• Data provided
:::

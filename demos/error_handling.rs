//! Error Handling Example for the AQI engine
//!
//! Produces each error the engine can report and shows that a failed
//! computation leaves later ones unaffected.
//!
//! Run with: cargo run --example error_handling

use aqi_engine::{
    AqiError, Breakpoint, BreakpointTable, EngineConfig, Pollutant, Readings, classify,
    standard_engine,
};

/// Tally of outcomes across a batch of inputs
#[derive(Debug, Default)]
struct Outcomes {
    succeeded: u32,
    invalid_concentration: u32,
    other: u32,
}

impl Outcomes {
    fn total(&self) -> u32 {
        self.succeeded + self.invalid_concentration + self.other
    }

    fn record(&mut self, result: &Result<u16, AqiError>) {
        match result {
            Ok(_) => self.succeeded += 1,
            Err(AqiError::InvalidConcentration { .. }) => self.invalid_concentration += 1,
            Err(_) => self.other += 1,
        }
    }
}

fn main() -> Result<(), Box<dyn std::error::Error>> {
    tracing_subscriber::fmt()
        .with_env_filter(tracing_subscriber::EnvFilter::from_default_env())
        .init();

    println!("⚠️  AQI Engine - Error Handling Example\n");

    let engine = standard_engine()?;

    println!("🧪 Batch with bad readings");
    println!("==========================");
    let batch = [
        Readings::new(75.0, 50.0, 8.0, 30.0, 60.0),
        Readings::new(-5.0, 50.0, 8.0, 30.0, 60.0),
        Readings::new(10.0, f64::NAN, 1.0, 1.0, 1.0),
        Readings::new(8.0, 40.0, 0.5, 2.0, 5.0),
    ];
    let mut outcomes = Outcomes::default();
    for readings in &batch {
        let result = engine.compute(readings).map(|r| r.aqi);
        match &result {
            Ok(aqi) => println!("   ✅ AQI {aqi}"),
            Err(e) => println!("   ❌ {e}"),
        }
        outcomes.record(&result);
    }
    println!(
        "   {} of {} succeeded, {} invalid concentration(s), {} other\n",
        outcomes.succeeded,
        outcomes.total(),
        outcomes.invalid_concentration,
        outcomes.other
    );

    println!("🏷️  Classifying external values");
    println!("===============================");
    for aqi in [42, 301, -7] {
        match classify(aqi) {
            Ok(category) => println!("   {aqi:>4} → {category}"),
            Err(e) => println!("   {aqi:>4} → ❌ {e}"),
        }
    }
    println!();

    println!("🗂️  Building tables");
    println!("==================");
    let attempts: [(&str, Vec<Breakpoint>); 3] = [
        ("empty", vec![]),
        (
            "overlapping",
            vec![
                Breakpoint::new(0.0, 10.0, 0, 50),
                Breakpoint::new(5.0, 20.0, 51, 100),
            ],
        ),
        ("valid", vec![Breakpoint::new(0.0, 10.0, 0, 50)]),
    ];
    for (name, tiers) in attempts {
        match BreakpointTable::new(tiers) {
            Ok(table) => println!("   ✅ {name}: {} tier(s)", table.tiers().len()),
            Err(e) => println!("   ❌ {name}: {e}"),
        }
    }
    println!();

    println!("🔤 Parsing identifiers and config");
    println!("=================================");
    for name in ["pm2.5", "NO2", "pm10"] {
        match name.parse::<Pollutant>() {
            Ok(pollutant) => println!("   ✅ {name} → {pollutant} ({})", pollutant.unit().symbol()),
            Err(e) => println!("   ❌ {e}"),
        }
    }
    if let Err(e) = EngineConfig::from_json("not json") {
        println!("   ❌ {e}");
    }

    Ok(())
}
//! AQI health categories
//!
//! Six fixed, non-overlapping bands: `[0,50]`, `[51,100]`, `[101,150]`,
//! `[151,200]`, `[201,300]` and `[301,∞)`.

use std::fmt;

use serde::{Deserialize, Serialize};

use crate::error::{AqiError, Result};

/// Severity tier of an AQI value
#[derive(Debug, Clone, Copy, PartialEq, Eq, PartialOrd, Ord, Hash, Serialize, Deserialize)]
pub enum AqiCategory {
    /// 0 to 50
    Good,
    /// 51 to 100
    Moderate,
    /// 101 to 150
    UnhealthyForSensitiveGroups,
    /// 151 to 200
    Unhealthy,
    /// 201 to 300
    VeryUnhealthy,
    /// 301 and above
    Hazardous,
}

impl AqiCategory {
    /// All categories from least to most severe
    pub const ALL: [Self; 6] = [
        Self::Good,
        Self::Moderate,
        Self::UnhealthyForSensitiveGroups,
        Self::Unhealthy,
        Self::VeryUnhealthy,
        Self::Hazardous,
    ];

    /// Category for a computed AQI; every `u16` has one
    #[must_use]
    pub fn for_index(aqi: u16) -> Self {
        match aqi {
            0..=50 => Self::Good,
            51..=100 => Self::Moderate,
            101..=150 => Self::UnhealthyForSensitiveGroups,
            151..=200 => Self::Unhealthy,
            201..=300 => Self::VeryUnhealthy,
            _ => Self::Hazardous,
        }
    }

    /// Inclusive AQI range; `None` as the upper bound means open-ended
    #[must_use]
    pub fn range(&self) -> (u16, Option<u16>) {
        match self {
            Self::Good => (0, Some(50)),
            Self::Moderate => (51, Some(100)),
            Self::UnhealthyForSensitiveGroups => (101, Some(150)),
            Self::Unhealthy => (151, Some(200)),
            Self::VeryUnhealthy => (201, Some(300)),
            Self::Hazardous => (301, None),
        }
    }

    #[must_use]
    pub fn label(&self) -> &'static str {
        match self {
            Self::Good => "Good",
            Self::Moderate => "Moderate",
            Self::UnhealthyForSensitiveGroups => "Unhealthy for Sensitive Groups",
            Self::Unhealthy => "Unhealthy",
            Self::VeryUnhealthy => "Very Unhealthy",
            Self::Hazardous => "Hazardous",
        }
    }

    /// General health implication of this category
    #[must_use]
    pub fn implication(&self) -> &'static str {
        match self {
            Self::Good => {
                "Air quality is satisfactory, and air pollution poses little or no risk."
            }
            Self::Moderate => {
                "Air quality is acceptable; however, some pollutants may be a moderate health \
                 concern for a very small number of people who are unusually sensitive to air \
                 pollution."
            }
            Self::UnhealthyForSensitiveGroups => {
                "Members of sensitive groups may experience health effects. The general public \
                 is less likely to be affected."
            }
            Self::Unhealthy => {
                "Everyone may begin to experience health effects; members of sensitive groups \
                 may experience more serious health effects."
            }
            Self::VeryUnhealthy => {
                "Health alert: everyone may experience more serious health effects."
            }
            Self::Hazardous => {
                "Health warning of emergency conditions: everyone is more likely to be affected."
            }
        }
    }

    /// Severity color tag used when rendering the category
    #[must_use]
    pub fn severity_tag(&self) -> &'static str {
        match self {
            Self::Good => "green",
            Self::Moderate => "gold",
            Self::UnhealthyForSensitiveGroups => "orange",
            Self::Unhealthy => "red",
            Self::VeryUnhealthy => "rebeccapurple",
            Self::Hazardous => "darkred",
        }
    }

    /// Suggested action for people outdoors
    #[must_use]
    pub fn recommendation(&self) -> &'static str {
        match self {
            Self::Good => "Air quality is very good. Enjoy outdoor activities without restriction.",
            Self::Moderate => {
                "Unusually sensitive people (children, older adults, people with asthma) should \
                 consider reducing prolonged or heavy outdoor exertion."
            }
            Self::UnhealthyForSensitiveGroups => {
                "People with heart or lung disease, children and older adults should limit \
                 outdoor exertion. Wearing a mask outdoors is advised."
            }
            Self::Unhealthy => {
                "Everyone should limit prolonged or heavy outdoor exertion; sensitive groups \
                 should avoid it. Wear an N95/KN95 mask outside and keep windows closed."
            }
            Self::VeryUnhealthy => {
                "Everyone should avoid outdoor exertion. Stay indoors with windows and doors \
                 closed and consider running an air purifier."
            }
            Self::Hazardous => {
                "Stay indoors and avoid all outdoor activity. Shelter somewhere with filtered \
                 air and prepare an emergency plan."
            }
        }
    }
}

impl fmt::Display for AqiCategory {
    fn fmt(&self, f: &mut fmt::Formatter<'_>) -> fmt::Result {
        f.write_str(self.label())
    }
}

/// Classify an AQI value that may come from outside the engine
///
/// Negative values belong to no category and are rejected instead of being
/// clamped into `Good`.
///
/// # Errors
///
/// * `AqiError::UnclassifiableAqi` - `aqi` is negative
pub fn classify(aqi: i32) -> Result<AqiCategory> {
    if aqi < 0 {
        tracing::warn!(aqi, "rejecting negative AQI");
        return Err(AqiError::UnclassifiableAqi(aqi));
    }

    Ok(u16::try_from(aqi).map_or(AqiCategory::Hazardous, AqiCategory::for_index))
}

#[cfg(test)]
mod tests {
    use super::*;
    use insta::assert_snapshot;
    use rstest::rstest;

    #[rstest]
    #[case(0, "Good")]
    #[case(50, "Good")]
    #[case(51, "Moderate")]
    #[case(100, "Moderate")]
    #[case(101, "Unhealthy for Sensitive Groups")]
    #[case(150, "Unhealthy for Sensitive Groups")]
    #[case(151, "Unhealthy")]
    #[case(200, "Unhealthy")]
    #[case(201, "Very Unhealthy")]
    #[case(300, "Very Unhealthy")]
    #[case(301, "Hazardous")]
    #[case(500, "Hazardous")]
    #[case(i32::MAX, "Hazardous")]
    fn classify_boundaries(#[case] aqi: i32, #[case] label: &str) {
        assert_eq!(classify(aqi).unwrap().label(), label);
    }

    #[rstest]
    #[case(-1)]
    #[case(i32::MIN)]
    fn classify_rejects_negative(#[case] aqi: i32) {
        assert_eq!(classify(aqi), Err(AqiError::UnclassifiableAqi(aqi)));
    }

    #[test]
    fn ranges_agree_with_for_index() {
        for category in AqiCategory::ALL {
            let (low, high) = category.range();
            assert_eq!(AqiCategory::for_index(low), category);
            if let Some(high) = high {
                assert_eq!(AqiCategory::for_index(high), category);
                assert_ne!(AqiCategory::for_index(high + 1), category);
            }
        }
    }

    #[test]
    fn ranges_are_contiguous() {
        for pair in AqiCategory::ALL.windows(2) {
            let (_, high) = pair[0].range();
            let (next_low, _) = pair[1].range();
            assert_eq!(high.map(|h| h + 1), Some(next_low));
        }
    }

    #[test]
    fn categories_order_by_severity() {
        assert!(AqiCategory::Good < AqiCategory::Hazardous);
        assert!(AqiCategory::Unhealthy > AqiCategory::UnhealthyForSensitiveGroups);
    }

    #[rstest]
    #[case(AqiCategory::Good, "green")]
    #[case(AqiCategory::Moderate, "gold")]
    #[case(AqiCategory::UnhealthyForSensitiveGroups, "orange")]
    #[case(AqiCategory::Unhealthy, "red")]
    #[case(AqiCategory::VeryUnhealthy, "rebeccapurple")]
    #[case(AqiCategory::Hazardous, "darkred")]
    fn severity_tags(#[case] category: AqiCategory, #[case] tag: &str) {
        assert_eq!(category.severity_tag(), tag);
    }

    #[test]
    fn implication_text() {
        assert_snapshot!(
            AqiCategory::VeryUnhealthy.implication(),
            @"Health alert: everyone may experience more serious health effects."
        );
        assert_eq!(AqiCategory::Hazardous.to_string(), "Hazardous");
    }
}
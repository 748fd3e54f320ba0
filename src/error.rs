//! Error types for AQI computation

use thiserror::Error;

use crate::pollutant::Pollutant;

/// Result type alias for engine operations
pub type Result<T> = std::result::Result<T, AqiError>;

/// Errors that can occur while computing or classifying an AQI
#[derive(Error, Debug, Clone, PartialEq)]
pub enum AqiError {
    /// Concentration is negative or not a number
    #[error("Invalid {pollutant} concentration: {value}")]
    InvalidConcentration { pollutant: Pollutant, value: f64 },

    /// Breakpoint table is empty or its tiers are out of order
    #[error("Invalid breakpoint table: {0}")]
    InvalidBreakpointTable(String),

    /// AQI value outside every category range
    #[error("Unclassifiable AQI value: {0}")]
    UnclassifiableAqi(i32),

    /// Pollutant identifier not recognized
    #[error("Unknown pollutant: {0}")]
    UnknownPollutant(String),

    /// Configuration text could not be parsed
    #[error("Invalid configuration: {0}")]
    InvalidConfig(String),
}

impl AqiError {
    /// Create a new `InvalidConcentration` error
    #[must_use]
    pub fn invalid_concentration(pollutant: Pollutant, value: f64) -> Self {
        Self::InvalidConcentration { pollutant, value }
    }

    /// Create a new `InvalidBreakpointTable` error for a specific tier
    #[must_use]
    pub fn invalid_tier(tier: usize, reason: &str) -> Self {
        Self::InvalidBreakpointTable(format!("tier {tier}: {reason}"))
    }
}

impl From<serde_json::Error> for AqiError {
    fn from(err: serde_json::Error) -> Self {
        Self::InvalidConfig(err.to_string())
    }
}
//! Cluster object store for TraceOps controllers
//!
//! Wraps the Kubernetes API behind the [`ClusterStore`] trait so reconcilers
//! can be unit-tested against an in-memory store. The production
//! implementation is [`KubeStore`]; enable the `test-util` feature for
//! [`MockClusterStore`].

pub mod error;
pub mod models;
pub mod store_trait;

pub mod kube_store;

#[cfg(feature = "test-util")]
pub mod mock;

pub use error::StoreError;
pub use kube_store::KubeStore;
pub use models::{ManifestKind, ManifestObject, ObjectRef};
pub use store_trait::ClusterStore;

#[cfg(feature = "test-util")]
pub use mock::{CallCounts, MockClusterStore};
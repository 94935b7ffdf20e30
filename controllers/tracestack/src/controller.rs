//! Main controller implementation.
//!
//! Wires the kube client, cluster store, renderer, certificate manager, and
//! reconciler together and runs the TraceStack watcher until shutdown.

use std::sync::Arc;

use kube::{Api, Client};
use tokio::task::JoinHandle;
use tracing::info;

use cluster_store::KubeStore;
use crds::TraceStack;

use crate::error::ControllerError;
use crate::reconciler::certificates::{CertificateManager, ServicePrincipal};
use crate::reconciler::Reconciler;
use crate::render::StackRenderer;
use crate::watcher::Watcher;

/// Main controller for TraceStack management.
pub struct Controller {
    stack_watcher: JoinHandle<Result<(), ControllerError>>,
}

impl Controller {
    /// Creates a new controller instance.
    pub async fn new(
        namespace: Option<String>,
        principal: ServicePrincipal,
    ) -> Result<Self, ControllerError> {
        info!("Initializing TraceStack controller");

        let kube_client = Client::try_default().await?;

        let ns = namespace.as_deref().unwrap_or("default");
        let stack_api: Api<TraceStack> = Api::namespaced(kube_client.clone(), ns);

        let store = Arc::new(KubeStore::new(kube_client));
        let reconciler = Arc::new(Reconciler::new(
            store,
            Arc::new(StackRenderer),
            CertificateManager::new(principal),
        ));

        let watcher = Arc::new(Watcher::new(reconciler, stack_api));
        let stack_watcher = tokio::spawn(async move { watcher.watch_trace_stacks().await });

        Ok(Self { stack_watcher })
    }

    /// Runs the controller until shutdown.
    pub async fn run(self) -> Result<(), ControllerError> {
        info!("TraceStack controller running");

        self.stack_watcher
            .await
            .map_err(|e| ControllerError::Watch(format!("TraceStack watcher panicked: {e}")))?
            .map_err(|e| ControllerError::Watch(format!("TraceStack watcher error: {e}")))?;

        Ok(())
    }
}
//! Controller-specific error types.
//!
//! Every error carries an explicit kind so classification is a total match,
//! not a runtime type probe. The class decides how the work queue reacts:
//! configuration errors are terminal until the user corrects the spec,
//! everything else retries with backoff.

use thiserror::Error;

use cluster_store::StoreError;

use crate::reconciler::certificates::CertificateError;
use crate::render::RenderError;

/// How an error should drive retry and condition derivation.
#[derive(Debug, Clone, Copy, PartialEq, Eq)]
pub enum ErrorClass {
    /// The spec or values document is invalid; retrying without a user
    /// correction cannot succeed
    Configuration,

    /// Conflicts, timeouts, and other transient cluster failures
    Transient,

    /// Unexpected failures, surfaced as Failed and retried
    Internal,
}

/// Errors that can occur in the TraceStack controller.
#[derive(Debug, Error)]
pub enum ControllerError {
    /// Invalid configuration detected outside the renderer
    #[error("invalid configuration: {message}")]
    Configuration {
        /// Condition reason
        reason: String,
        /// Human-readable detail
        message: String,
    },

    /// Rendering the values document failed
    #[error("render failed: {0}")]
    Render(#[from] RenderError),

    /// Cluster store error
    #[error("cluster store error: {0}")]
    Store(#[from] StoreError),

    /// Kubernetes client error outside the store abstraction
    #[error("Kubernetes error: {0}")]
    Kube(#[from] kube::Error),

    /// Certificate provisioning failed
    #[error("certificate provisioning failed: {0}")]
    Certificates(#[from] CertificateError),

    /// Resource watch failed
    #[error("resource watch failed: {0}")]
    Watch(String),

    /// Unexpected internal error
    #[error("internal error: {0}")]
    Internal(String),
}

impl ControllerError {
    /// Classify this error; the match is total over both the variants and
    /// the nested store/certificate kinds.
    pub fn class(&self) -> ErrorClass {
        match self {
            ControllerError::Configuration { .. } | ControllerError::Render(_) => {
                ErrorClass::Configuration
            }
            ControllerError::Store(_) | ControllerError::Kube(_) => ErrorClass::Transient,
            ControllerError::Certificates(err) => match err {
                CertificateError::Store(_) => ErrorClass::Transient,
                CertificateError::Pki(_) | CertificateError::Malformed { .. } => {
                    ErrorClass::Internal
                }
            },
            ControllerError::Watch(_) | ControllerError::Internal(_) => ErrorClass::Internal,
        }
    }

    /// Terminal errors suppress automatic retry until the spec changes.
    pub fn is_terminal(&self) -> bool {
        self.class() == ErrorClass::Configuration
    }

    /// Condition reason for configuration-class errors.
    pub fn condition_reason(&self) -> &str {
        match self {
            ControllerError::Configuration { reason, .. } => reason,
            _ => crate::reconciler::status::REASON_INVALID_CONFIGURATION,
        }
    }
}

#[cfg(test)]
mod tests {
    use super::*;

    #[test]
    fn configuration_errors_are_terminal() {
        let err = ControllerError::Configuration {
            reason: "InvalidConfiguration".to_string(),
            message: "bad values".to_string(),
        };
        assert_eq!(err.class(), ErrorClass::Configuration);
        assert!(err.is_terminal());

        let err = ControllerError::Render(RenderError::Validation("no image".to_string()));
        assert!(err.is_terminal());
    }

    #[test]
    fn store_errors_are_transient() {
        let err = ControllerError::Store(StoreError::Conflict("rv mismatch".to_string()));
        assert_eq!(err.class(), ErrorClass::Transient);
        assert!(!err.is_terminal());

        let err = ControllerError::Store(StoreError::Timeout("deadline".to_string()));
        assert_eq!(err.class(), ErrorClass::Transient);
    }

    #[test]
    fn internal_errors_retry() {
        let err = ControllerError::Internal("oops".to_string());
        assert_eq!(err.class(), ErrorClass::Internal);
        assert!(!err.is_terminal());
    }
}
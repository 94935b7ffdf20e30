//! TraceStack Controller
//!
//! Converges declared trace stack instances toward their desired state:
//! renders the component manifests, provisions internal mTLS credentials
//! when enabled, prunes objects that fall out of the desired set, and keeps
//! an aggregate health summary in the status sub-resource.

mod backoff;
mod controller;
mod error;
mod labels;
mod pki;
mod reconciler;
mod render;
mod watcher;

#[cfg(test)]
mod test_utils;

use std::env;

use tracing::info;

use controller::Controller;
use reconciler::certificates::ServicePrincipal;

use crate::error::ControllerError;

#[tokio::main]
async fn main() -> Result<(), ControllerError> {
    tracing_subscriber::fmt::init();

    info!("Starting TraceStack controller");

    // Load configuration from environment variables
    let namespace = env::var("WATCH_NAMESPACE").ok();

    let mut principal = ServicePrincipal::default();
    if let Ok(name) = env::var("PRINCIPAL_NAME") {
        principal.common_name = name;
    }
    if let Ok(groups) = env::var("PRINCIPAL_GROUPS") {
        principal.organizations = groups.split(',').map(str::to_string).collect();
    }

    info!("Configuration:");
    info!(
        "  Namespace: {}",
        namespace.as_deref().unwrap_or("default")
    );
    info!("  Service principal: {}", principal.common_name);

    // Initialize and run controller
    let controller = Controller::new(namespace, principal).await?;
    controller.run().await?;

    Ok(())
}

:::

• Brief
Work out how many lines in the records above contain the word "None". State only that number.

• Response area
2